Kristine Carey, new executive director of the industry trade group Naturally Boulder, wants to strengthen the ties between the Centennial State’s natural and organic hotbeds from Boulder to Fort Collins to the Western Slope — a rising tide lifts all boats philosophy.
The organic food ecosystem “is expanding,” Carey told BizWest. Growth is “coming out (Colorado State University) in Fort Collins, out of the Pueblo Food Project, out of the CSU Spur in Denver; there’s a lot of stuff happening on the Western Slope with business incubators.”
In addition to Boulder’s well-established network of industry participants, Carey, a Michigander by birth who has spent the past three-plus decades in Colorado, will be tasked with forming and expanding partnerships with players beyond the shadow of the Flatirons.
To do so will be no easy task, as Naturally Boulder has and will continue to operate with a skeleton crew of two employees.
“We’re going to keep it pretty tight” until plans for 2024 are more solid, said Carey, an Arvada resident with two daughters in college. Once the longer-term picture is a bit more clear, there could be some talk of expansion.
Carey, whose experience includes the founding of marketing communications platform Brand Guide and leadership roles with plant-based protein powder company Healthy Skoop and skin-care product maker MyChelle Dermaceuticals, took over the Naturally Boulder leadership job after previously working for the group on a contract basis.
“I got a chance to become really involved” with the day-to-day work of the organization, Carey said, so when the executive director role opened, she thought, “I really love the community involvement, so why don’t I give it a shot.”
Carey takes the leadership reins from Bill Capsalis, who steered Naturally Boulder through the COVID-19 era but stepped away this spring to focus on family and other personal and professional ventures.
While the world and the natural products industry have largely moved on from the pandemic, “I do think there is some residual impact of COVID,” especially for events-based businesses such as Naturally Boulder that rely on “getting people out (of the house) and in person,” Carey said. Thankfully, the hesitance to attend in-person events has waned. “Everyone is taking baby steps to get out because people want to network, they want human interaction.”
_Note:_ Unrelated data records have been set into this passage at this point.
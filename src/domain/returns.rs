//! Return line items: validation against the order snapshot and refund math
//!
//! Refunds are computed from the order's line-item snapshot, never from the
//! live product price, so later price changes cannot alter a refund.

use serde::{Deserialize, Serialize};
use uuid::Uuid;

use crate::error::ApiError;

/// One line item as snapshotted on the order at placement time.
#[derive(Clone, Debug, Serialize, Deserialize)]
pub struct OrderLineItem {
    pub product_id: Uuid,
    pub name: String,
    pub quantity: u32,
    pub unit_price: i64,
    pub weight: f64,
}

#[derive(Clone, Copy, Debug, PartialEq, Eq, Serialize, Deserialize)]
#[serde(rename_all = "lowercase")]
pub enum ItemCondition {
    Unopened,
    Used,
    Damaged,
}

/// One item of a return request, positioned into the order's snapshot.
#[derive(Clone, Debug, Serialize, Deserialize)]
pub struct ReturnItem {
    pub order_item_index: usize,
    pub quantity: u32,
    pub reason: String,
    pub condition: ItemCondition,
}

/// Checks every item index and quantity against the order snapshot.
pub fn validate_return_items(items: &[ReturnItem], ordered: &[OrderLineItem]) -> Result<(), ApiError> {
    if items.is_empty() {
        return Err(ApiError::Validation("At least one return item is required".into()));
    }
    for item in items {
        let Some(line) = ordered.get(item.order_item_index) else {
            return Err(ApiError::Validation(format!(
                "Invalid item index {}: the order has {} items",
                item.order_item_index,
                ordered.len()
            )));
        };
        if item.quantity == 0 {
            return Err(ApiError::Validation(format!(
                "Requested quantity must be at least 1 at index {}",
                item.order_item_index
            )));
        }
        if item.quantity > line.quantity {
            return Err(ApiError::Validation(format!(
                "Requested quantity {} exceeds ordered quantity {} at index {}",
                item.quantity, line.quantity, item.order_item_index
            )));
        }
    }
    Ok(())
}

/// Sum of snapshot unit price times requested quantity over all items.
/// Callers must validate the items first; out-of-range indexes contribute
/// nothing here.
pub fn refund_amount(items: &[ReturnItem], ordered: &[OrderLineItem]) -> i64 {
    items
        .iter()
        .filter_map(|item| {
            ordered
                .get(item.order_item_index)
                .map(|line| line.unit_price * i64::from(item.quantity))
        })
        .sum()
}

#[cfg(test)]
mod tests {
    use super::*;

    fn snapshot() -> Vec<OrderLineItem> {
        vec![
            OrderLineItem { product_id: Uuid::new_v4(), name: "Kettle".into(), quantity: 2, unit_price: 1500, weight: 1.2 },
            OrderLineItem { product_id: Uuid::new_v4(), name: "Toaster".into(), quantity: 1, unit_price: 3200, weight: 2.0 },
        ]
    }

    fn item(index: usize, quantity: u32) -> ReturnItem {
        ReturnItem { order_item_index: index, quantity, reason: "defective".into(), condition: ItemCondition::Damaged }
    }

    #[test]
    fn test_valid_items_pass() {
        validate_return_items(&[item(0, 2), item(1, 1)], &snapshot()).unwrap();
    }

    #[test]
    fn test_empty_items_rejected() {
        assert!(validate_return_items(&[], &snapshot()).is_err());
    }

    #[test]
    fn test_out_of_range_index_names_the_index() {
        let err = validate_return_items(&[item(2, 1)], &snapshot()).unwrap_err();
        assert!(err.to_string().contains("index 2"));
    }

    #[test]
    fn test_excess_quantity_rejected() {
        let err = validate_return_items(&[item(1, 2)], &snapshot()).unwrap_err();
        assert!(err.to_string().contains("exceeds ordered quantity"));
    }

    #[test]
    fn test_zero_quantity_rejected() {
        assert!(validate_return_items(&[item(0, 0)], &snapshot()).is_err());
    }

    #[test]
    fn test_refund_uses_snapshot_prices() {
        let refund = refund_amount(&[item(0, 2), item(1, 1)], &snapshot());
        assert_eq!(refund, 2 * 1500 + 3200);
    }

    #[test]
    fn test_refund_of_partial_quantities() {
        assert_eq!(refund_amount(&[item(0, 1)], &snapshot()), 1500);
    }
}
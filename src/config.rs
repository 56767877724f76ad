//! Environment-driven configuration

use anyhow::Context;

#[derive(Clone, Debug)]
pub struct Config {
    pub database_url: String,
    pub port: u16,
    /// Days after delivery during which a return may be requested.
    pub return_window_days: i64,
    pub admin_api_key: String,
    pub nats_url: Option<String>,
}

impl Config {
    pub fn from_env() -> anyhow::Result<Self> {
        Ok(Self {
            database_url: std::env::var("DATABASE_URL").context("DATABASE_URL is required")?,
            port: env_parse("PORT", 8084),
            return_window_days: env_parse("RETURN_WINDOW_DAYS", 7),
            admin_api_key: std::env::var("ADMIN_API_KEY").unwrap_or_else(|_| "dev-admin-key".into()),
            nats_url: std::env::var("NATS_URL").ok(),
        })
    }
}

fn env_parse<T: std::str::FromStr>(name: &str, default: T) -> T {
    std::env::var(name).ok().and_then(|v| v.parse().ok()).unwrap_or(default)
}
//! Typed application errors carrying an HTTP status

use axum::http::StatusCode;
use axum::response::{IntoResponse, Response};
use axum::Json;
use thiserror::Error;

/// Business and infrastructure errors surfaced by the service layer.
///
/// Messages are written for direct display to the caller. A typed error
/// is never wrapped a second time; only unanticipated failures end up
/// in `Database`/`Internal`.
#[derive(Error, Debug)]
pub enum ApiError {
    /// Malformed or missing input (400).
    #[error("{0}")]
    Validation(String),

    /// Entity absent, or not owned by the caller (404).
    #[error("{0}")]
    NotFound(String),

    /// Admin-only action attempted without admin access (403).
    #[error("{0}")]
    Forbidden(String),

    /// Business-rule violation: illegal transition, duplicate return,
    /// late cancellation (400).
    #[error("{0}")]
    State(String),

    /// Unexpected database failure, wrapped with the operation context (500).
    #[error("failed to {context}: {source}")]
    Database {
        context: String,
        #[source]
        source: sqlx::Error,
    },

    #[error("{0}")]
    Internal(String),
}

impl ApiError {
    /// `map_err` helper: `query.map_err(ApiError::db("load order"))`.
    pub fn db(context: impl Into<String>) -> impl FnOnce(sqlx::Error) -> ApiError {
        let context = context.into();
        move |source| ApiError::Database { context, source }
    }

    pub fn status_code(&self) -> StatusCode {
        match self {
            ApiError::Validation(_) | ApiError::State(_) => StatusCode::BAD_REQUEST,
            ApiError::NotFound(_) => StatusCode::NOT_FOUND,
            ApiError::Forbidden(_) => StatusCode::FORBIDDEN,
            ApiError::Database { .. } | ApiError::Internal(_) => StatusCode::INTERNAL_SERVER_ERROR,
        }
    }
}

impl IntoResponse for ApiError {
    fn into_response(self) -> Response {
        let status = self.status_code();
        if status == StatusCode::INTERNAL_SERVER_ERROR {
            tracing::error!("{self}");
        }
        let body = Json(serde_json::json!({ "success": false, "message": self.to_string() }));
        (status, body).into_response()
    }
}

#[cfg(test)]
mod tests {
    use super::*;

    #[test]
    fn test_status_codes() {
        assert_eq!(ApiError::Validation("x".into()).status_code(), StatusCode::BAD_REQUEST);
        assert_eq!(ApiError::State("x".into()).status_code(), StatusCode::BAD_REQUEST);
        assert_eq!(ApiError::NotFound("x".into()).status_code(), StatusCode::NOT_FOUND);
        assert_eq!(ApiError::Forbidden("x".into()).status_code(), StatusCode::FORBIDDEN);
        assert_eq!(ApiError::Internal("x".into()).status_code(), StatusCode::INTERNAL_SERVER_ERROR);
    }

    #[test]
    fn test_db_wrapper_keeps_context() {
        let err = ApiError::db("load order")(sqlx::Error::RowNotFound);
        assert!(err.to_string().starts_with("failed to load order:"));
    }
}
With COVID-19 mostly in the rearview mirror, the seemingly inevitable cyclical slowdown in the macroeconomy is top of mind for many in the natural and organic products industry.
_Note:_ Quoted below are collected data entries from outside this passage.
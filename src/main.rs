mod batch;
mod conf;
mod extract;
mod output;
mod render;

use std::path::PathBuf;
use std::time::Instant;

use anyhow::Context;
use clap::Parser;
use tracing::info;

use render::RtfRenderer;

#[derive(Parser)]
#[command(
    name = "rtf_jobs",
    about = "Turn a folder of RTF job postings into a JSONL dataset"
)]
struct Cli {
    /// Directory holding the .rtf postings [env: RTF_JOBS_SOURCE_DIR, default: temp/SDR]
    #[arg(short, long)]
    source_dir: Option<PathBuf>,
    /// JSONL file to write, overwritten on every run [env: RTF_JOBS_OUTPUT_FILE, default: output.jsonl]
    #[arg(short, long)]
    output: Option<PathBuf>,
    /// Hide the progress bar
    #[arg(short, long)]
    quiet: bool,
}

fn main() -> anyhow::Result<()> {
    tracing_subscriber::fmt()
        .with_env_filter(
            tracing_subscriber::EnvFilter::try_from_default_env()
                .unwrap_or_else(|_| "info".into()),
        )
        .init();

    let t0 = Instant::now();
    let cli = Cli::parse();

    let settings = conf::Settings::new()
        .context("invalid RTF_JOBS_* configuration")?
        .with_overrides(cli.source_dir, cli.output);
    info!(settings = ?settings, "starting RTF processing");

    batch::check_source(&settings.source_dir)?;
    println!("Starting processing of RTF files in: {}", settings.source_dir.display());
    println!("Output will be written to: {}", settings.output_file.display());

    let summary = batch::run(
        &RtfRenderer,
        &settings.source_dir,
        &settings.output_file,
        !cli.quiet,
    )?;

    println!("\nProcessing complete.");
    println!(
        "Successfully processed and wrote {} files to {}.",
        summary.processed,
        settings.output_file.display()
    );
    println!(
        "Encountered errors or skipped {} of {} files.",
        summary.errors,
        summary.total()
    );

    let elapsed = t0.elapsed();
    if elapsed.as_secs() >= 1 {
        println!("\nDone in {}", format_duration(elapsed));
    }

    Ok(())
}

fn format_duration(d: std::time::Duration) -> String {
    let secs = d.as_secs();
    if secs < 60 {
        format!("{:.1}s", d.as_secs_f64())
    } else if secs < 3600 {
        format!("{}m {}s", secs / 60, secs % 60)
    } else {
        format!("{}h {}m {}s", secs / 3600, (secs % 3600) / 60, secs % 60)
    }
}
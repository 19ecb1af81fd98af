use std::fs::File;
use std::io::{self, BufWriter, Write};
use std::path::Path;

use serde::Serialize;

/// One JSON document per line.
pub struct JsonlWriter<W: Write> {
    inner: W,
    lines: usize,
}

impl<W: Write> JsonlWriter<W> {
    pub fn new(inner: W) -> Self {
        JsonlWriter { inner, lines: 0 }
    }

    pub fn write<T: Serialize>(&mut self, record: &T) -> io::Result<()> {
        serde_json::to_writer(&mut self.inner, record)?;
        self.inner.write_all(b"\n")?;
        self.lines += 1;
        Ok(())
    }

    pub fn lines_written(&self) -> usize {
        self.lines
    }

    /// Flush and hand back the underlying writer.
    pub fn finish(mut self) -> io::Result<W> {
        self.inner.flush()?;
        Ok(self.inner)
    }
}

/// Create (or truncate) `path` for writing.
pub fn create(path: &Path) -> io::Result<JsonlWriter<BufWriter<File>>> {
    let file = File::create(path)?;
    Ok(JsonlWriter::new(BufWriter::new(file)))
}
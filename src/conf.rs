use std::path::PathBuf;

use config::{Config, ConfigError, Environment};
use serde::Deserialize;

/// Environment variables look like `RTF_JOBS_SOURCE_DIR`.
pub const ENV_PREFIX: &str = "RTF_JOBS";

const DEFAULT_SOURCE_DIR: &str = "temp/SDR";
const DEFAULT_OUTPUT_FILE: &str = "output.jsonl";

#[derive(Deserialize, Debug, Clone)]
pub struct Settings {
    /// Relative paths resolve against the working directory.
    pub source_dir: PathBuf,
    pub output_file: PathBuf,
}

impl Settings {
    pub fn new() -> Result<Self, ConfigError> {
        Self::from_env(Environment::with_prefix(ENV_PREFIX))
    }

    fn from_env(env: Environment) -> Result<Self, ConfigError> {
        Config::builder()
            .set_default("source_dir", DEFAULT_SOURCE_DIR)?
            .set_default("output_file", DEFAULT_OUTPUT_FILE)?
            .add_source(env)
            .build()?
            .try_deserialize()
    }

    /// Command-line flags win over environment and defaults.
    pub fn with_overrides(mut self, source_dir: Option<PathBuf>, output_file: Option<PathBuf>) -> Self {
        if let Some(dir) = source_dir {
            self.source_dir = dir;
        }
        if let Some(file) = output_file {
            self.output_file = file;
        }
        self
    }
}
“One of the biggest challenges is trying to help members grow their businesses in a time of economic uncertainty,” Carey said. This is especially true for small startups, which are disproportionately impacted when previously accessible pools of capital begin to dry up.
For an industry-advocacy group such as Naturally Boulder, the focus during the economic environment “is trying to figure out what programming looks like to help facilitate connections with investors and banks,” Carey said. When interest rates are up and investment money to scale operations isn’t being offered for nearly free, “we have to kind of reframe what growth means to small businesses.”
Carey thinks her marketing experience could come in handy with reframing and messaging. It’s important for smaller operators to expand messaging beyond simply product information, to include areas such as company culture, mission and purpose, she said.
“It’s always been a passion of mine to help brands find their voice.”